• Exercise brief
Retype the records exactly, including every line.

• Given records
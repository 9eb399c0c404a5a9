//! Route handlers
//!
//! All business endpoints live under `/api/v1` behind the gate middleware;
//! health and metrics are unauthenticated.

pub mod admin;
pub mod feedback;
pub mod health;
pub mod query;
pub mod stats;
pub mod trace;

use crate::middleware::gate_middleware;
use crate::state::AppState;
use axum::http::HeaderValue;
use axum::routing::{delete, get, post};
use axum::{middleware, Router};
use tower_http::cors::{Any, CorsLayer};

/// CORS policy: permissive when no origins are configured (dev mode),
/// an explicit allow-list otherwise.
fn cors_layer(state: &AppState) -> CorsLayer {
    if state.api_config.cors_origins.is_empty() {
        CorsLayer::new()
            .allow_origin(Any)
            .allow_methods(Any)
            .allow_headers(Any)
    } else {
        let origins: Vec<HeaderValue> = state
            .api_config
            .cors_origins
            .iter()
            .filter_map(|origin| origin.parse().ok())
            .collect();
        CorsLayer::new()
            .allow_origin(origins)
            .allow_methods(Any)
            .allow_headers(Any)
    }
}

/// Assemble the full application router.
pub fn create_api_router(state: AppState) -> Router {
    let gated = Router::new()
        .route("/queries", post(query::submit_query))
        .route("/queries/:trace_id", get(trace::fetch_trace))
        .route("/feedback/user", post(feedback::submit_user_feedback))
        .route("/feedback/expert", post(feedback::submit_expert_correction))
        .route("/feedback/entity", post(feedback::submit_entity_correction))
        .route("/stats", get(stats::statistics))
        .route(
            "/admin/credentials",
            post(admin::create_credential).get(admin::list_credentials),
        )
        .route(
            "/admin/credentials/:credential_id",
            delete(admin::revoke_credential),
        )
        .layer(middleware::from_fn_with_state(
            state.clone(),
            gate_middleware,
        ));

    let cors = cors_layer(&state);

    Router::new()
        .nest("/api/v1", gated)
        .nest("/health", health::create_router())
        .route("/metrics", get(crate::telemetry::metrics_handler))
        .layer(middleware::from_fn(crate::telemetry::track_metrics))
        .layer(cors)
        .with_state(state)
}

• Result for this exercise
repository 9eb399c0c404a5a9
//! Route handlers
//!
//! All business endpoints live under `/api/v1` behind the gate middleware;
//! health and metrics are unauthenticated.

pub mod admin;
pub mod feedback;
pub mod health;
pub mod query;
pub mod stats;
pub mod trace;

use crate::middleware::gate_middleware;
use crate::state::AppState;
use axum::http::HeaderValue;
use axum::routing::{delete, get, post};
use axum::{middleware, Router};
use tower_http::cors::{Any, CorsLayer};

/// CORS policy: permissive when no origins are configured (dev mode),
/// an explicit allow-list otherwise.
fn cors_layer(state: &AppState) -> CorsLayer {
    if state.api_config.cors_origins.is_empty() {
        CorsLayer::new()
            .allow_origin(Any)
            .allow_methods(Any)
            .allow_headers(Any)
    } else {
        let origins: Vec<HeaderValue> = state
            .api_config
            .cors_origins
            .iter()
            .filter_map(|origin| origin.parse().ok())
            .collect();
        CorsLayer::new()
            .allow_origin(origins)
            .allow_methods(Any)
            .allow_headers(Any)
    }
}

/// Assemble the full application router.
pub fn create_api_router(state: AppState) -> Router {
    let gated = Router::new()
        .route("/queries", post(query::submit_query))
        .route("/queries/:trace_id", get(trace::fetch_trace))
        .route("/feedback/user", post(feedback::submit_user_feedback))
        .route("/feedback/expert", post(feedback::submit_expert_correction))
        .route("/feedback/entity", post(feedback::submit_entity_correction))
        .route("/stats", get(stats::statistics))
        .route(
            "/admin/credentials",
            post(admin::create_credential).get(admin::list_credentials),
        )
        .route(
            "/admin/credentials/:credential_id",
            delete(admin::revoke_credential),
        )
        .layer(middleware::from_fn_with_state(
            state.clone(),
            gate_middleware,
        ));

    let cors = cors_layer(&state);

    Router::new()
        .nest("/api/v1", gated)
        .nest("/health", health::create_router())
        .route("/metrics", get(crate::telemetry::metrics_handler))
        .layer(middleware::from_fn(crate::telemetry::track_metrics))
        .layer(cors)
        .with_state(state)
}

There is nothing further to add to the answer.